• [Exercise instructions] Gather all lines from the material that contain the word "TempDir".

════════

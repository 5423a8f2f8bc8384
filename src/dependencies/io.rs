//! Loading resolved dependency files.

use anyhow::{Context, Result};
use std::fs;
use std::path::Path;

use super::ResolvedDependencies;
use crate::core::DepTemplateError;

impl ResolvedDependencies {
    /// Load a resolved dependency file.
    ///
    /// Files ending in `.json` are parsed as JSON, everything else as TOML.
    /// An empty file yields an empty dependency set.
    ///
    /// # Errors
    ///
    /// - [`DepTemplateError::DependencyFileNotFound`] if `path` does not exist
    /// - [`DepTemplateError::DependencyFileParseError`] on malformed content
    pub fn load(path: &Path) -> Result<Self> {
        if !path.exists() {
            return Err(DepTemplateError::DependencyFileNotFound {
                path: path.display().to_string(),
            }
            .into());
        }

        let content = fs::read_to_string(path)
            .with_context(|| format!("Cannot read dependency file: {}", path.display()))?;

        if content.trim().is_empty() {
            tracing::debug!("Dependency file {} is empty", path.display());
            return Ok(Self::default());
        }

        let is_json = path.extension().is_some_and(|ext| ext.eq_ignore_ascii_case("json"));
        let parsed: Result<Self, String> = if is_json {
            serde_json::from_str(&content).map_err(|e| e.to_string())
        } else {
            toml::from_str(&content).map_err(|e| e.to_string())
        };

        let dependencies = parsed.map_err(|reason| DepTemplateError::DependencyFileParseError {
            file: path.display().to_string(),
            reason,
        })?;

        tracing::debug!(
            "Loaded {} direct and {} transitive artifacts from {}",
            dependencies.direct.len(),
            dependencies.transitive.len(),
            path.display()
        );

        Ok(dependencies)
    }
}
use deptemplate_cli::test_utils::{ArtifactBuilder, DependencyFixture};
use predicates::prelude::*;

use crate::common::TestProject;

const BASIC_MANIFEST: &str =
    "com.x:lib-1.0.jar\ncom.x:lib-1.0-tests.jar\norg.junit:junit-4.13.2.jar\norg.y:util-2.3.1.jar";

#[test]
fn test_generate_default_templates() {
    let project = TestProject::new().unwrap();
    project.write_dependencies(&DependencyFixture::basic()).unwrap();

    project
        .run_deptemplate(&[
            "generate",
            "--dependencies",
            "resolved.toml",
            "--output-file",
            "target/classes/dependencies.txt",
        ])
        .unwrap()
        .assert_success();

    assert_eq!(project.read_file("target/classes/dependencies.txt").unwrap(), BASIC_MANIFEST);
}

#[test]
fn test_generate_from_json() {
    let project = TestProject::new().unwrap();
    project.write_dependencies(&DependencyFixture::json()).unwrap();

    project
        .run_deptemplate(&["generate", "--dependencies", "resolved.json", "--output-file", "deps.txt"])
        .unwrap()
        .assert_success();

    assert_eq!(project.read_file("deps.txt").unwrap(), BASIC_MANIFEST);
}

#[test]
fn test_generate_print() {
    let project = TestProject::new().unwrap();
    project.write_dependencies(&DependencyFixture::basic()).unwrap();

    project
        .command()
        .args(["generate", "--dependencies", "resolved.toml", "--print", "--exclude-transitive"])
        .args(["--exclude-group-ids", "ORG.JUNIT"])
        .assert()
        .success()
        .stdout(predicate::eq("com.x:lib-1.0.jar\ncom.x:lib-1.0-tests.jar\n"))
        .stderr(predicate::str::contains("Artifact list size: 2"));
}

#[test]
fn test_generate_custom_templates_and_separator() {
    let project = TestProject::new().unwrap();
    project.write_dependencies(&DependencyFixture::basic()).unwrap();
    project.write_file("templates/artifact.tpl", "{{artifactId}}{{ifClassifier:@}}{{classifier}}").unwrap();
    project.write_file("templates/main.tpl", "deps=[{{artifacts}}] size unknown {{count}}").unwrap();

    project
        .run_deptemplate(&[
            "generate",
            "--dependencies",
            "resolved.toml",
            "--artifact-template",
            "templates/artifact.tpl",
            "--main-template",
            "templates/main.tpl",
            "--separator",
            ", ",
            "--no-line-break",
            "--output-file",
            "deps.txt",
        ])
        .unwrap()
        .assert_success();

    assert_eq!(
        project.read_file("deps.txt").unwrap(),
        "deps=[lib, lib@tests, junit, util] size unknown {{count}}"
    );
}

#[test]
fn test_generate_exclusions_are_case_insensitive_and_repeatable() {
    let project = TestProject::new().unwrap();
    project.write_dependencies(&DependencyFixture::basic()).unwrap();

    project
        .run_deptemplate(&[
            "generate",
            "--dependencies",
            "resolved.toml",
            "--exclude-classifiers",
            "TESTS",
            "--exclude-artifact-ids",
            "junit,Util",
            "--exclude-types",
            "pom",
            "--output-file",
            "deps.txt",
        ])
        .unwrap()
        .assert_success();

    assert_eq!(project.read_file("deps.txt").unwrap(), "com.x:lib-1.0.jar");
}

#[test]
fn test_generate_empty_selection() {
    let project = TestProject::new().unwrap();
    project.write_dependencies(&DependencyFixture::basic()).unwrap();
    project.write_file("main.tpl", "before|{{artifacts}}|after").unwrap();

    project
        .run_deptemplate(&[
            "generate",
            "--dependencies",
            "resolved.toml",
            "--main-template",
            "main.tpl",
            "--exclude-types",
            "jar",
            "--output-file",
            "deps.txt",
        ])
        .unwrap()
        .assert_success();

    assert_eq!(project.read_file("deps.txt").unwrap(), "before||after");
}

#[test]
fn test_generate_version_order() {
    let project = TestProject::new().unwrap();
    let versions = ["1.10", "1.9", "1.0-SNAPSHOT", "1.0"];
    let artifacts: Vec<_> =
        versions.iter().map(|v| ArtifactBuilder::new("com.x", "lib").version(v).build()).collect();
    project.write_dependencies(&DependencyFixture::from_artifacts(&artifacts, &[])).unwrap();

    project
        .command()
        .args(["generate", "--dependencies", "resolved.toml", "--print"])
        .args(["--separator", ";", "--no-line-break"])
        .assert()
        .success()
        .stdout(predicate::eq(
            "com.x:lib-1.0-SNAPSHOT.jar;com.x:lib-1.0.jar;com.x:lib-1.9.jar;com.x:lib-1.10.jar\n",
        ));
}

#[test]
fn test_generate_config_file() {
    let project = TestProject::new().unwrap();
    project.write_dependencies(&DependencyFixture::basic()).unwrap();
    project.write_file("templates/artifact.tpl", "{{groupId}}/{{artifactId}}/{{version}}").unwrap();
    project
        .write_file(
            "deptemplate.toml",
            r#"
artifact-template-file = "templates/artifact.tpl"
exclude-transitive = true
exclude-classifiers = ["tests"]
output-file = "out/deps.txt"
separator = ","
"#,
        )
        .unwrap();

    project
        .run_deptemplate(&["generate", "--dependencies", "resolved.toml"])
        .unwrap()
        .assert_success();

    assert_eq!(project.read_file("out/deps.txt").unwrap(), "com.x/lib/1.0,\norg.junit/junit/4.13.2");
}

#[test]
fn test_generate_explicit_config_resolves_relative_to_config_dir() {
    let project = TestProject::new().unwrap();
    project.write_dependencies(&DependencyFixture::basic()).unwrap();
    project.write_file("ci/main.tpl", "[{{artifacts}}]").unwrap();
    project
        .write_file(
            "ci/deptemplate.toml",
            "main-template-file = \"main.tpl\"\noutput-file = \"deps.txt\"\nexclude-group-ids = [\"org.junit\", \"org.y\"]\n",
        )
        .unwrap();

    project
        .run_deptemplate(&["--config", "ci/deptemplate.toml", "generate", "--dependencies", "resolved.toml"])
        .unwrap()
        .assert_success();

    assert_eq!(
        project.read_file("ci/deps.txt").unwrap(),
        "[com.x:lib-1.0.jar\ncom.x:lib-1.0-tests.jar]"
    );
}

#[test]
fn test_generate_property_printed() {
    let project = TestProject::new().unwrap();
    project.write_dependencies(&DependencyFixture::basic()).unwrap();

    project
        .command()
        .args(["generate", "--dependencies", "resolved.toml", "--output-property", "deps"])
        .args(["--exclude-artifact-ids", "lib,junit"])
        .assert()
        .success()
        .stdout(predicate::eq("deps=org.y:util-2.3.1.jar\n"))
        .stderr(predicate::str::contains("Published property: deps"));
}

#[test]
fn test_generate_multiline_property_stays_on_one_line() {
    let project = TestProject::new().unwrap();
    project.write_dependencies(&DependencyFixture::basic()).unwrap();

    project
        .command()
        .args(["generate", "--dependencies", "resolved.toml", "--output-property", "deps"])
        .args(["--exclude-artifact-ids", "junit", "--exclude-classifiers", "tests"])
        .assert()
        .success()
        .stdout(predicate::eq("deps=com.x:lib-1.0.jar\\norg.y:util-2.3.1.jar\n"));
}

#[test]
fn test_generate_properties_file_merges() {
    let project = TestProject::new().unwrap();
    project.write_dependencies(&DependencyFixture::basic()).unwrap();
    project.write_file("props.json", r#"{"existing": "value"}"#).unwrap();

    project
        .run_deptemplate(&[
            "generate",
            "--dependencies",
            "resolved.toml",
            "--output-property",
            "project.dependencies",
            "--output-file",
            "deps.txt",
            "--properties-file",
            "props.json",
        ])
        .unwrap()
        .assert_success();

    let props: serde_json::Value =
        serde_json::from_str(&project.read_file("props.json").unwrap()).unwrap();
    assert_eq!(props["existing"], "value");
    assert_eq!(props["project.dependencies"], BASIC_MANIFEST);
    assert_eq!(project.read_file("deps.txt").unwrap(), BASIC_MANIFEST);
}

#[test]
fn test_generate_latin1_template() {
    let project = TestProject::new().unwrap();
    project.write_dependencies(&DependencyFixture::basic()).unwrap();
    project.write_file("main.tpl", b"D\xe9p: {{artifacts}}").unwrap();

    project
        .run_deptemplate(&[
            "generate",
            "--dependencies",
            "resolved.toml",
            "--main-template",
            "main.tpl",
            "--charset",
            "ISO-8859-1",
            "--exclude-group-ids",
            "com.x,org.junit",
            "--output-file",
            "deps.txt",
        ])
        .unwrap()
        .assert_success();

    assert_eq!(project.read_file("deps.txt").unwrap(), "Dép: org.y:util-2.3.1.jar");
}

#[test]
fn test_generate_utf16_template() {
    let project = TestProject::new().unwrap();
    project.write_dependencies(&DependencyFixture::basic()).unwrap();
    let template: Vec<u8> = "€ {{artifacts}}".encode_utf16().flat_map(u16::to_le_bytes).collect();
    project.write_file("main.tpl", template).unwrap();

    project
        .run_deptemplate(&[
            "generate",
            "--dependencies",
            "resolved.toml",
            "--main-template",
            "main.tpl",
            "--charset",
            "UTF-16LE",
            "--exclude-group-ids",
            "com.x,org.junit",
            "--output-file",
            "deps.txt",
        ])
        .unwrap()
        .assert_success();

    assert_eq!(project.read_file("deps.txt").unwrap(), "€ org.y:util-2.3.1.jar");
}

#[test]
fn test_generate_without_destination_warns() {
    let project = TestProject::new().unwrap();
    project.write_dependencies(&DependencyFixture::basic()).unwrap();

    project
        .command()
        .args(["generate", "--dependencies", "resolved.toml"])
        .assert()
        .success()
        .stdout(predicate::str::is_empty())
        .stderr(predicate::str::contains("nothing was written"));
}
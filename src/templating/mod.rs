//! Template substitution engine for dependency manifests.
//!
//! Two templates take part in every run:
//!
//! - the **artifact template**, rendered once per artifact, default
//!   `{{groupId}}:{{artifactId}}-{{version}}{{ifClassifier:-}}{{classifier}}.{{type}}`
//! - the **main template**, rendered once, default `{{artifacts}}`
//!
//! # Artifact placeholders
//!
//! | Token | Value |
//! |---|---|
//! | `{{groupId}}` | group id |
//! | `{{artifactId}}` | artifact id |
//! | `{{version}}` | resolved version |
//! | `{{type}}` | packaging type |
//! | `{{scope}}` | resolution scope |
//! | `{{classifier}}` | classifier, empty when absent |
//! | `{{ifClassifier:P}}` | `P` when the artifact has a classifier, empty otherwise |
//!
//! There are no loops, expressions or other conditionals. Substitution is
//! literal and single-pass: values are never rescanned for tokens, unknown
//! placeholders and malformed tokens are copied through unchanged. Only the
//! first distinct `{{ifClassifier:...}}` token of a template is resolved
//! (every copy of it); see [`validate`] for catching such surprises early.
//!
//! # Modules
//!
//! - [`parser`] - [`Template`], the tokenizer
//! - [`context`] - [`TemplateValues`], name to value mapping
//! - [`renderer`] - [`ManifestRenderer`], sort, render, join, embed
//! - [`validate`] - [`validate_templates`], static template checks

pub mod context;
pub mod parser;
pub mod renderer;
pub mod validate;

pub use context::TemplateValues;
pub use parser::{Segment, Template};
pub use renderer::{ManifestRenderer, apply_artifact_template, render};
pub use validate::{TemplateIssue, validate_templates};
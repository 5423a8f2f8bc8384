//! Published properties.
//!
//! Properties are collected in a [`PropertyStore`] returned to the caller
//! instead of being set on some shared state. The CLI persists the store to
//! a JSON file, merging with properties already there:
//!
//! ```json
//! {
//!   "project.dependency.list": "com.x:lib-1.0.jar\norg.y:util-2.1.jar"
//! }
//! ```

use anyhow::{Context, Result};
use std::collections::BTreeMap;
use std::fmt;
use std::path::Path;

use crate::core::DepTemplateError;
use crate::utils::atomic_write;

/// Name to value map of published properties.
#[derive(Debug, Clone, Default, PartialEq, Eq)]
pub struct PropertyStore {
    values: BTreeMap<String, String>,
}

impl PropertyStore {
    pub fn new() -> Self {
        Self::default()
    }

    /// Set `name` to `value`, replacing any previous value.
    pub fn publish(&mut self, name: &str, value: &str) {
        tracing::info!("Published property: {name}");
        self.values.insert(name.to_string(), value.to_string());
    }

    pub fn get(&self, name: &str) -> Option<&str> {
        self.values.get(name).map(String::as_str)
    }

    pub fn is_empty(&self) -> bool {
        self.values.is_empty()
    }

    pub fn iter(&self) -> impl Iterator<Item = (&str, &str)> {
        self.values.iter().map(|(k, v)| (k.as_str(), v.as_str()))
    }

    /// Merge into the JSON object stored at `path`, creating it if needed.
    /// Entries of this store win over existing ones with the same name.
    ///
    /// # Errors
    ///
    /// Fails if an existing file is not a JSON object of strings, or with
    /// [`DepTemplateError::OutputWriteError`] if the file cannot be written.
    pub fn write_json(&self, path: &Path) -> Result<()> {
        let mut merged: BTreeMap<String, String> = if path.exists() {
            let content = std::fs::read_to_string(path)
                .with_context(|| format!("Failed to read properties file: {}", path.display()))?;
            if content.trim().is_empty() {
                BTreeMap::new()
            } else {
                serde_json::from_str(&content).with_context(|| {
                    format!("Properties file is not a JSON object of strings: {}", path.display())
                })?
            }
        } else {
            BTreeMap::new()
        };

        merged.extend(self.values.clone());

        let mut json = serde_json::to_string_pretty(&merged)?;
        json.push('\n');
        atomic_write(path, json.as_bytes()).map_err(|e| DepTemplateError::OutputWriteError {
            path: path.display().to_string(),
            reason: e.to_string(),
        })?;

        tracing::debug!("Wrote {} properties to {}", merged.len(), path.display());
        Ok(())
    }
}

/// One `name=value` line per property, escaped as in a `.properties` file
/// so multi-line values stay on their own line.
impl fmt::Display for PropertyStore {
    fn fmt(&self, f: &mut fmt::Formatter<'_>) -> fmt::Result {
        for (name, value) in &self.values {
            writeln!(f, "{}={}", escape(name, true), escape(value, false))?;
        }
        Ok(())
    }
}

fn escape(text: &str, key: bool) -> String {
    let mut escaped = String::with_capacity(text.len());
    for (i, c) in text.chars().enumerate() {
        match c {
            '\\' => escaped.push_str("\\\\"),
            '\n' => escaped.push_str("\\n"),
            '\r' => escaped.push_str("\\r"),
            '\t' => escaped.push_str("\\t"),
            '=' | ':' | '#' | '!' if key => {
                escaped.push('\\');
                escaped.push(c);
            }
            ' ' if key || i == 0 => escaped.push_str("\\ "),
            _ => escaped.push(c),
        }
    }
    escaped
}
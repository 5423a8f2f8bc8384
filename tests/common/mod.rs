//! Common test utilities for deptemplate integration tests

// Not every suite uses every helper
#![allow(dead_code)]

use anyhow::{Context, Result};
use assert_cmd::Command;
use std::fs;
use std::path::{Path, PathBuf};
use tempfile::TempDir;

use deptemplate_cli::test_utils::DependencyFixture;

/// A temporary project directory to run the binary in.
pub struct TestProject {
    _temp_dir: TempDir, // Keep alive for RAII cleanup
    project_dir: PathBuf,
}

impl TestProject {
    pub fn new() -> Result<Self> {
        let temp_dir = TempDir::new()?;
        let project_dir = temp_dir.path().join("project");
        fs::create_dir_all(&project_dir)?;

        Ok(Self {
            _temp_dir: temp_dir,
            project_dir,
        })
    }

    pub fn project_path(&self) -> &Path {
        &self.project_dir
    }

    /// Write `content` to a path relative to the project, creating parents.
    pub fn write_file(&self, relative: &str, content: impl AsRef<[u8]>) -> Result<PathBuf> {
        let path = self.project_dir.join(relative);
        if let Some(parent) = path.parent() {
            fs::create_dir_all(parent)?;
        }
        fs::write(&path, content).with_context(|| format!("Failed to write {}", path.display()))?;
        Ok(path)
    }

    pub fn write_dependencies(&self, fixture: &DependencyFixture) -> Result<PathBuf> {
        fixture.write_to(&self.project_dir)
    }

    pub fn read_file(&self, relative: &str) -> Result<String> {
        let path = self.project_dir.join(relative);
        fs::read_to_string(&path).with_context(|| format!("Failed to read {}", path.display()))
    }

    pub fn file_exists(&self, relative: &str) -> bool {
        self.project_dir.join(relative).exists()
    }

    /// A `deptemplate` command running in the project directory.
    pub fn command(&self) -> Command {
        let mut cmd = Command::new(env!("CARGO_BIN_EXE_deptemplate"));
        cmd.current_dir(&self.project_dir).env("NO_COLOR", "1").env_remove("RUST_LOG");
        cmd
    }

    /// Run `deptemplate` with `args` in the project directory.
    pub fn run_deptemplate(&self, args: &[&str]) -> Result<CommandOutput> {
        let output = self.command().args(args).output().context("Failed to run deptemplate")?;

        Ok(CommandOutput {
            stdout: String::from_utf8_lossy(&output.stdout).to_string(),
            stderr: String::from_utf8_lossy(&output.stderr).to_string(),
            success: output.status.success(),
            code: output.status.code(),
        })
    }
}

/// Command output helper
pub struct CommandOutput {
    pub stdout: String,
    pub stderr: String,
    pub success: bool,
    pub code: Option<i32>,
}

impl CommandOutput {
    pub fn assert_success(&self) -> &Self {
        assert!(
            self.success,
            "Command failed with code {:?}\nStderr: {}",
            self.code, self.stderr
        );
        self
    }

    pub fn assert_failure(&self) -> &Self {
        assert!(!self.success, "Command unexpectedly succeeded\nStdout: {}", self.stdout);
        assert_eq!(self.code, Some(1));
        self
    }

    pub fn assert_stdout_contains(&self, text: &str) -> &Self {
        assert!(
            self.stdout.contains(text),
            "Expected stdout to contain '{}'\nActual stdout: {}",
            text,
            self.stdout
        );
        self
    }

    pub fn assert_stderr_contains(&self, text: &str) -> &Self {
        assert!(
            self.stderr.contains(text),
            "Expected stderr to contain '{}'\nActual stderr: {}",
            text,
            self.stderr
        );
        self
    }
}
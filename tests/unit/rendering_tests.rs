use deptemplate_cli::filter::{ArtifactFilter, ExclusionSet};
use deptemplate_cli::templating::{ManifestRenderer, apply_artifact_template, render};
use deptemplate_cli::test_utils::{ArtifactBuilder, init_test_logging};

const DEFAULT_ARTIFACT: &str =
    "{{groupId}}:{{artifactId}}-{{version}}{{ifClassifier:-}}{{classifier}}.{{type}}";

#[test]
fn test_default_template_scenarios() {
    init_test_logging(None);

    let plain = ArtifactBuilder::new("com.x", "lib").build();
    let classified = ArtifactBuilder::new("com.x", "lib").classifier("tests").build();

    assert_eq!(apply_artifact_template(&plain, DEFAULT_ARTIFACT), "com.x:lib-1.0.jar");
    assert_eq!(apply_artifact_template(&classified, DEFAULT_ARTIFACT), "com.x:lib-1.0-tests.jar");
}

#[test]
fn test_filter_then_render() {
    init_test_logging(None);

    let artifacts = vec![
        ArtifactBuilder::new("org.junit", "junit").version("4.13.2").scope("test").build(),
        ArtifactBuilder::new("com.x", "lib").classifier("sources").build(),
        ArtifactBuilder::new("com.x", "lib").build(),
        ArtifactBuilder::new("com.x", "bom").artifact_type("pom").build(),
    ];

    let filter = ArtifactFilter::new(
        ExclusionSet::from_values(["ORG.JUNIT"]),
        ExclusionSet::default(),
        ExclusionSet::from_values(["Sources"]),
        ExclusionSet::from_values(["pom"]),
    );
    let kept = filter.filter(artifacts);

    assert_eq!(render(kept, DEFAULT_ARTIFACT, "<{{artifacts}}>", ",\n"), "<com.x:lib-1.0.jar>");
}

#[test]
fn test_render_is_order_independent() {
    let a = ArtifactBuilder::new("com.x", "a").version("1.10").build();
    let b = ArtifactBuilder::new("com.x", "a").version("1.9").build();
    let c = ArtifactBuilder::new("com.w", "z").build();

    let renderer = ManifestRenderer::new("{{groupId}}:{{artifactId}}:{{version}}", "{{artifacts}}", " ");
    let expected = "com.w:z:1.0 com.x:a:1.9 com.x:a:1.10";

    assert_eq!(renderer.render(vec![a.clone(), b.clone(), c.clone()]), expected);
    assert_eq!(renderer.render(vec![c.clone(), a.clone(), b.clone()]), expected);
    assert_eq!(renderer.render(vec![b, c, a]), expected);
}

#[test]
fn test_outer_template_literal_text_preserved() {
    let lib = ArtifactBuilder::new("com.x", "lib").build();
    let text = render(
        vec![lib],
        "{{artifactId}}",
        "{{artifacts}} and again {{artifacts}}; keep {{version}} and {{ifClassifier:-}}",
        "\n",
    );
    assert_eq!(text, "lib and again lib; keep {{version}} and {{ifClassifier:-}}");
}

#[test]
fn test_values_containing_tokens_are_not_rescanned() {
    let odd = ArtifactBuilder::new("{{artifactId}}", "lib").build();
    assert_eq!(apply_artifact_template(&odd, "{{groupId}}/{{artifactId}}"), "{{artifactId}}/lib");

    let text = render(vec![odd], "{{groupId}}", "[{{artifacts}}]", "");
    assert_eq!(text, "[{{artifactId}}]");
}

════════

• [Answer area]
use tempfile::TempDir;
    _temp_dir: TempDir, // Keep alive for RAII cleanup
        let temp_dir = TempDir::new()?;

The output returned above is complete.